The Making of Mandela

By George M. Fredrickson
A History of South Africa
by Leonard Thompson

Yale University Press, 288 pp., $29.95

The Struggle: A History of the African National Congress
by Heidi Holland

George Braziller, 256 pp., $10.95 (paper)

South Africa Belongs to Us: A History of the ANC
by Francis Meli

Indiana University Press, 368 pp., $12.95 (paper)

Apartheid's Rebels: Inside South Africa's Hidden War
by Stephen M. Davis

Yale University Press, 238 pp., $9.95 (paper)

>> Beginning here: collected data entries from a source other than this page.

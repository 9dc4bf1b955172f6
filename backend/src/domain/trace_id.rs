//! Request-scoped correlation identifier.
//!
//! `TraceId` lives in task-local storage so domain errors and log events can
//! pick it up without threading it through every signature. Task-locals are
//! not inherited by spawned tasks; wrap spawned work with
//! [`TraceId::propagate`] so background side effects keep the id of the
//! request that caused them.

use std::future::Future;

use tokio::task_local;
use uuid::Uuid;

task_local! {
    static TRACE_ID: TraceId;
}

/// Per-request trace identifier.
///
/// # Examples
/// ```
/// use carebridge::TraceId;
///
/// # tokio::runtime::Runtime::new().expect("runtime").block_on(async {
/// let trace_id: TraceId = "00000000-0000-0000-0000-000000000000"
///     .parse()
///     .expect("valid UUID");
/// let observed = TraceId::scope(trace_id, async { TraceId::current() }).await;
/// assert_eq!(observed, Some(trace_id));
/// # });
/// ```
#[derive(Debug, Clone, Copy, PartialEq, Eq, Hash)]
pub struct TraceId(Uuid);

impl TraceId {
    /// Generate a fresh identifier.
    #[must_use]
    pub fn generate() -> Self {
        Self(Uuid::new_v4())
    }

    /// Returns the identifier in scope for the current task, if any.
    #[must_use]
    pub fn current() -> Option<Self> {
        TRACE_ID.try_with(|id| *id).ok()
    }

    /// Run `fut` with `trace_id` in scope.
    pub async fn scope<Fut>(trace_id: Self, fut: Fut) -> Fut::Output
    where
        Fut: Future,
    {
        TRACE_ID.scope(trace_id, fut).await
    }

    /// Capture the current identifier (if any) so `fut` can be spawned onto
    /// another task without losing correlation.
    pub fn propagate<Fut>(fut: Fut) -> impl Future<Output = Fut::Output> + Send
    where
        Fut: Future + Send,
        Fut::Output: Send,
    {
        let captured = Self::current();
        async move {
            match captured {
                Some(id) => Self::scope(id, fut).await,
                None => fut.await,
            }
        }
    }
}

impl std::fmt::Display for TraceId {
    fn fmt(&self, f: &mut std::fmt::Formatter<'_>) -> std::fmt::Result {
        write!(f, "{}", self.0)
    }
}

impl std::str::FromStr for TraceId {
    type Err = uuid::Error;

    fn from_str(s: &str) -> Result<Self, Self::Err> {
        Ok(Self(Uuid::parse_str(s)?))
    }
}
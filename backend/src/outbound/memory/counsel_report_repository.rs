//! In-memory counsel report storage.

use async_trait::async_trait;

use super::{PoisonedStore, Table};
use crate::domain::ports::{CounselReportRepository, CounselReportRepositoryError};
use crate::domain::{CounselReport, CounselReportId, CounselReportRecord, CounselRequestId};

/// [`CounselReportRepository`] allowing one report per counsel request.
#[derive(Debug)]
pub struct MemoryCounselReportRepository {
    table: Table<CounselReportId, CounselReportRecord>,
}

impl Default for MemoryCounselReportRepository {
    fn default() -> Self {
        Self {
            table: Table::new("counsel report"),
        }
    }
}

fn record_of(report: &CounselReport) -> CounselReportRecord {
    CounselReportRecord {
        id: report.id(),
        counsel_request_id: report.counsel_request_id(),
        child_id: report.child_id(),
        counselor_id: report.counselor_id(),
        title: report.title().clone(),
        body: report.body().clone(),
        status: report.status(),
        reviewer_comment: report.reviewer_comment().map(str::to_owned),
        created_at: report.created_at(),
        updated_at: report.updated_at(),
        submitted_at: report.submitted_at(),
        approved_at: report.approved_at(),
    }
}

fn store_error(error: PoisonedStore) -> CounselReportRepositoryError {
    CounselReportRepositoryError::query(error.to_string())
}

#[async_trait]
impl CounselReportRepository for MemoryCounselReportRepository {
    async fn find_by_id(
        &self,
        id: &CounselReportId,
    ) -> Result<Option<CounselReport>, CounselReportRepositoryError> {
        self.table
            .read(|rows| rows.get(id).cloned().map(CounselReport::restore))
            .map_err(store_error)
    }

    async fn find_by_request(
        &self,
        request_id: &CounselRequestId,
    ) -> Result<Option<CounselReport>, CounselReportRepositoryError> {
        self.table
            .read(|rows| {
                rows.values()
                    .find(|row| row.counsel_request_id == *request_id)
                    .cloned()
                    .map(CounselReport::restore)
            })
            .map_err(store_error)
    }

    async fn create(&self, report: &CounselReport) -> Result<(), CounselReportRepositoryError> {
        let record = record_of(report);
        self.table
            .write(|rows| {
                let taken = rows
                    .values()
                    .any(|row| row.counsel_request_id == record.counsel_request_id);
                if taken || rows.contains_key(&record.id) {
                    return Err(CounselReportRepositoryError::duplicate(format!(
                        "counsel request {} already has a report",
                        record.counsel_request_id
                    )));
                }
                rows.insert(record.id, record);
                Ok(())
            })
            .map_err(store_error)?
    }

    async fn update(&self, report: &CounselReport) -> Result<(), CounselReportRepositoryError> {
        let record = record_of(report);
        self.table
            .write(|rows| match rows.get_mut(&record.id) {
                Some(row) => {
                    *row = record;
                    Ok(())
                }
                None => Err(CounselReportRepositoryError::query(format!(
                    "counsel report {} does not exist",
                    record.id
                ))),
            })
            .map_err(store_error)?
    }
}
//! Account handlers.
//!
//! ```text
//! POST /api/v1/users
//! GET  /api/v1/users/me
//! PUT  /api/v1/users/me/password
//! ```

use actix_web::{HttpResponse, get, post, put, web};

use crate::domain::ports::{ChangePasswordRequest, RegisterUserRequest, UserProfilePayload};
use crate::inbound::http::ApiResult;
use crate::inbound::http::actor::{AuthenticatedActor, MaybeActor};
use crate::inbound::http::state::HttpState;

/// Register an account.
///
/// Guardians may sign up anonymously; staff accounts are created by an
/// authenticated administrator, so identity headers are optional here.
#[post("/users")]
pub async fn register_user(
    state: web::Data<HttpState>,
    actor: MaybeActor,
    payload: web::Json<RegisterUserRequest>,
) -> ApiResult<HttpResponse> {
    let MaybeActor(actor) = actor;
    let profile = state
        .users
        .register_user(actor, payload.into_inner())
        .await?;
    Ok(HttpResponse::Created().json(profile))
}

#[get("/users/me")]
pub async fn current_user(
    state: web::Data<HttpState>,
    actor: AuthenticatedActor,
) -> ApiResult<web::Json<UserProfilePayload>> {
    let profile = state.users_query.get_profile(actor.0.user_id).await?;
    Ok(web::Json(profile))
}

#[put("/users/me/password")]
pub async fn change_password(
    state: web::Data<HttpState>,
    actor: AuthenticatedActor,
    payload: web::Json<ChangePasswordRequest>,
) -> ApiResult<HttpResponse> {
    state
        .users
        .change_password(actor.0.user_id, payload.into_inner())
        .await?;
    Ok(HttpResponse::NoContent().finish())
}
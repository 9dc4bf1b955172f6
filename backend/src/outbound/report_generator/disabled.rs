//! Report generator used when no service endpoint is configured.

use async_trait::async_trait;
use tracing::info;

use crate::domain::CounselReportId;
use crate::domain::ports::{ReportGenerator, ReportGeneratorError};

/// Logs the skipped generation and succeeds.
#[derive(Debug, Default, Clone, Copy)]
pub struct DisabledReportGenerator;

#[async_trait]
impl ReportGenerator for DisabledReportGenerator {
    async fn generate(&self, report_id: &CounselReportId) -> Result<(), ReportGeneratorError> {
        info!(%report_id, "report generator not configured; generation skipped");
        Ok(())
    }
}

#[cfg(test)]
mod tests {
    use super::*;

    #[tokio::test]
    async fn skipping_is_not_a_failure() {
        DisabledReportGenerator
            .generate(&CounselReportId::random())
            .await
            .expect("skip succeeds");
    }
}
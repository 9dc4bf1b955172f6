//! Railway helpers over `std::result::Result`.
//!
//! `Result` is the only success/failure container in the crate: `map`,
//! `and_then` and `?` cover mapping and binding, and `expect`/`expect_err`
//! panic on wrong-variant access. This module adds the sequence operations
//! `Result` lacks: joining several independent validations while reporting
//! the earliest failure.

/// Return the first failure in iteration order, or `Ok(())`.
///
/// Iteration stops at the first `Err`; later results are not inspected.
///
/// # Examples
/// ```
/// use carebridge::domain::railway::combine;
///
/// let checks: [Result<(), &str>; 4] = [Ok(()), Ok(()), Err("first"), Err("second")];
/// assert_eq!(combine(checks), Err("first"));
///
/// let empty: [Result<(), &str>; 0] = [];
/// assert_eq!(combine(empty), Ok(()));
/// ```
pub fn combine<E, I>(results: I) -> Result<(), E>
where
    I: IntoIterator<Item = Result<(), E>>,
{
    results.into_iter().collect()
}

/// Join two independent validations, keeping both values.
///
/// When both fail, the failure of `a` wins.
///
/// # Examples
/// ```
/// use carebridge::domain::railway::zip;
///
/// assert_eq!(zip::<_, _, &str>(Ok(1), Ok("x")), Ok((1, "x")));
/// assert_eq!(zip::<i32, i32, _>(Err("a"), Err("b")), Err("a"));
/// ```
pub fn zip<A, B, E>(a: Result<A, E>, b: Result<B, E>) -> Result<(A, B), E> {
    match (a, b) {
        (Ok(a), Ok(b)) => Ok((a, b)),
        (Err(error), _) | (Ok(_), Err(error)) => Err(error),
    }
}

/// Three-way [`zip`]; failures are reported in argument order.
pub fn zip3<A, B, C, E>(
    a: Result<A, E>,
    b: Result<B, E>,
    c: Result<C, E>,
) -> Result<(A, B, C), E> {
    let ((a, b), c) = zip(zip(a, b), c)?;
    Ok((a, b, c))
}
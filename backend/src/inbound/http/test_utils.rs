//! Test helpers for inbound HTTP components.

use std::sync::Arc;

use actix_web::dev::{ServiceFactory, ServiceRequest, ServiceResponse};
use actix_web::test::TestRequest;
use actix_web::{App, web};

use super::actor::{INSTITUTION_ID_HEADER, USER_ID_HEADER, USER_ROLE_HEADER};
use super::state::HttpState;
use crate::domain::Actor;
use crate::domain::ports::{
    MockChildCommand, MockChildQuery, MockCounselReportCommand, MockCounselReportQuery,
    MockCounselRequestCommand, MockInstitutionCommand, MockInstitutionQuery, MockReviewCommand,
    MockReviewQuery, MockUserCommand, MockUserQuery,
};

/// Driving-port mocks; unset expectations fail the test when called.
#[derive(Default)]
pub struct MockPorts {
    pub reviews: MockReviewCommand,
    pub reviews_query: MockReviewQuery,
    pub children: MockChildCommand,
    pub children_query: MockChildQuery,
    pub counsel_requests: MockCounselRequestCommand,
    pub counsel_reports: MockCounselReportCommand,
    pub counsel_reports_query: MockCounselReportQuery,
    pub users: MockUserCommand,
    pub users_query: MockUserQuery,
    pub institutions: MockInstitutionCommand,
    pub institutions_query: MockInstitutionQuery,
}

impl MockPorts {
    pub fn into_state(self) -> HttpState {
        HttpState {
            reviews: Arc::new(self.reviews),
            reviews_query: Arc::new(self.reviews_query),
            children: Arc::new(self.children),
            children_query: Arc::new(self.children_query),
            counsel_requests: Arc::new(self.counsel_requests),
            counsel_reports: Arc::new(self.counsel_reports),
            counsel_reports_query: Arc::new(self.counsel_reports_query),
            users: Arc::new(self.users),
            users_query: Arc::new(self.users_query),
            institutions: Arc::new(self.institutions),
            institutions_query: Arc::new(self.institutions_query),
        }
    }

    /// App serving every API route against these mocks.
    pub fn into_app(
        self,
    ) -> App<
        impl ServiceFactory<
            ServiceRequest,
            Config = (),
            Response = ServiceResponse,
            Error = actix_web::Error,
            InitError = (),
        >,
    > {
        App::new()
            .app_data(web::Data::new(self.into_state()))
            .service(web::scope("/api/v1").configure(super::configure))
    }
}

/// Attach identity headers describing `actor`.
pub fn as_actor(request: TestRequest, actor: &Actor) -> TestRequest {
    let request = request
        .insert_header((USER_ID_HEADER, actor.user_id.to_string()))
        .insert_header((USER_ROLE_HEADER, actor.role.as_str()));
    match actor.institution_id {
        Some(institution_id) => {
            request.insert_header((INSTITUTION_ID_HEADER, institution_id.to_string()))
        }
        None => request,
    }
}
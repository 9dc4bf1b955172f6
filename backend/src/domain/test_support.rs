//! Shared fixtures for service tests.

use std::sync::Arc;

use chrono::{DateTime, FixedOffset, Local, NaiveDate, TimeZone, Utc};
use mockable::Clock;

use super::value_objects::{
    Address, CounselReason, Email, InstitutionName, PasswordHash, PersonName, Rating,
    ReportBody, ReportTitle, ReviewContent,
};
use super::{
    Actor, Child, ChildId, ChildRecord, CounselReport, CounselReportId, CounselReportRecord,
    CounselReportStatus, CounselRequest, CounselRequestId, CounselRequestRecord,
    CounselRequestStatus, Gender, Institution, InstitutionId, InstitutionRecord, Parentage, Review,
    ReviewId, ReviewRecord, User, UserId, UserRecord, UserRole,
};

pub(crate) struct FixtureClock {
    utc_now: DateTime<Utc>,
}

impl Clock for FixtureClock {
    fn local(&self) -> DateTime<Local> {
        self.utc_now.with_timezone(&Local)
    }

    fn utc(&self) -> DateTime<Utc> {
        self.utc_now
    }
}

pub(crate) fn fixture_now() -> DateTime<Utc> {
    Utc.with_ymd_and_hms(2026, 3, 14, 16, 0, 0)
        .single()
        .expect("valid fixture timestamp")
}

pub(crate) fn fixture_clock() -> Arc<dyn Clock> {
    Arc::new(FixtureClock {
        utc_now: fixture_now(),
    })
}

pub(crate) fn kst() -> FixedOffset {
    FixedOffset::east_opt(9 * 3600).expect("valid offset")
}

pub(crate) fn actor(role: UserRole, institution_id: Option<InstitutionId>) -> Actor {
    Actor {
        user_id: UserId::random(),
        role,
        institution_id,
    }
}

pub(crate) fn guardian_actor() -> Actor {
    actor(UserRole::Guardian, None)
}

pub(crate) fn admin_actor() -> Actor {
    actor(UserRole::Admin, None)
}

pub(crate) fn review_by(author_id: UserId, institution_id: InstitutionId, rating: u8) -> Review {
    Review::restore(ReviewRecord {
        id: ReviewId::random(),
        institution_id,
        author_id,
        rating: Rating::restore(rating),
        content: ReviewContent::restore("아이가 즐겁게 다니고 있어요"),
        helpful_count: 0,
        created_at: fixture_now(),
        updated_at: fixture_now(),
    })
}

pub(crate) fn user_with(
    id: UserId,
    name: &str,
    role: UserRole,
    institution_id: Option<InstitutionId>,
) -> User {
    User::restore(UserRecord {
        id,
        email: Email::restore(format!("{id}@example.com")),
        name: PersonName::restore(name),
        phone: None,
        role,
        institution_id,
        password_hash: PasswordHash::new("stored-hash"),
        created_at: fixture_now(),
        updated_at: fixture_now(),
    })
}

pub(crate) fn institution_with(id: InstitutionId) -> Institution {
    Institution::restore(InstitutionRecord {
        id,
        name: InstitutionName::restore("해피양육시설"),
        address: Address::restore("서울시 마포구 월드컵로 1".to_owned(), None, None),
        phone: None,
        created_at: fixture_now(),
        updated_at: fixture_now(),
    })
}

pub(crate) fn child_with(id: ChildId, parentage: Parentage) -> Child {
    Child::restore(ChildRecord {
        id,
        name: PersonName::restore("김하늘"),
        birth_date: NaiveDate::from_ymd_opt(2016, 3, 15).expect("valid date"),
        gender: Gender::Female,
        parentage,
        created_at: fixture_now(),
        updated_at: fixture_now(),
    })
}

pub(crate) struct RequestFixture {
    pub id: CounselRequestId,
    pub child_id: ChildId,
    pub guardian_id: UserId,
    pub status: CounselRequestStatus,
    pub institution_id: Option<InstitutionId>,
    pub counselor_id: Option<UserId>,
}

impl RequestFixture {
    pub fn pending(guardian_id: UserId) -> Self {
        Self {
            id: CounselRequestId::random(),
            child_id: ChildId::random(),
            guardian_id,
            status: CounselRequestStatus::Pending,
            institution_id: None,
            counselor_id: None,
        }
    }

    pub fn in_progress(institution_id: InstitutionId, counselor_id: UserId) -> Self {
        Self {
            status: CounselRequestStatus::InProgress,
            institution_id: Some(institution_id),
            counselor_id: Some(counselor_id),
            ..Self::pending(UserId::random())
        }
    }

    pub fn build(&self) -> CounselRequest {
        CounselRequest::restore(CounselRequestRecord {
            id: self.id,
            child_id: self.child_id,
            guardian_id: self.guardian_id,
            reason: CounselReason::restore("최근 등교를 거부하는 일이 잦습니다"),
            status: self.status,
            institution_id: self.institution_id,
            counselor_id: self.counselor_id,
            created_at: fixture_now(),
            updated_at: fixture_now(),
        })
    }
}

pub(crate) fn report_with(
    request: &CounselRequest,
    counselor_id: UserId,
    status: CounselReportStatus,
) -> CounselReport {
    CounselReport::restore(CounselReportRecord {
        id: CounselReportId::random(),
        counsel_request_id: request.id(),
        child_id: request.child_id(),
        counselor_id,
        title: ReportTitle::restore("1차 상담 결과"),
        body: ReportBody::restore("아동이 새 환경에 잘 적응하고 있습니다."),
        status,
        reviewer_comment: None,
        created_at: fixture_now(),
        updated_at: fixture_now(),
        submitted_at: None,
        approved_at: None,
    })
}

Higher Than Hope: The Authorized Biography of Nelson Mandela
by Fatima Meer

Harper and Row, 428 pp., $19.95

In Nelson Mandela's speech in Cape Town immediately after his release from prison in February was the key statement, 'I am a disciplined member of the ANC.' His constant use of the imperial 'we' in the public addresses and statements that he made during his recent US tour did not mean that he has an inflated sense of himself but that he was speaking for the African National Congress. Some American commentators and interviewers did not seem to understand this. Their questions and comments seemed to assume that he could have, or should have, deviated from well-established ANC positions on such matters as the use of force, sanctions, support of the PLO, and friendship for Fidel Castro and Muammar Qaddhafi.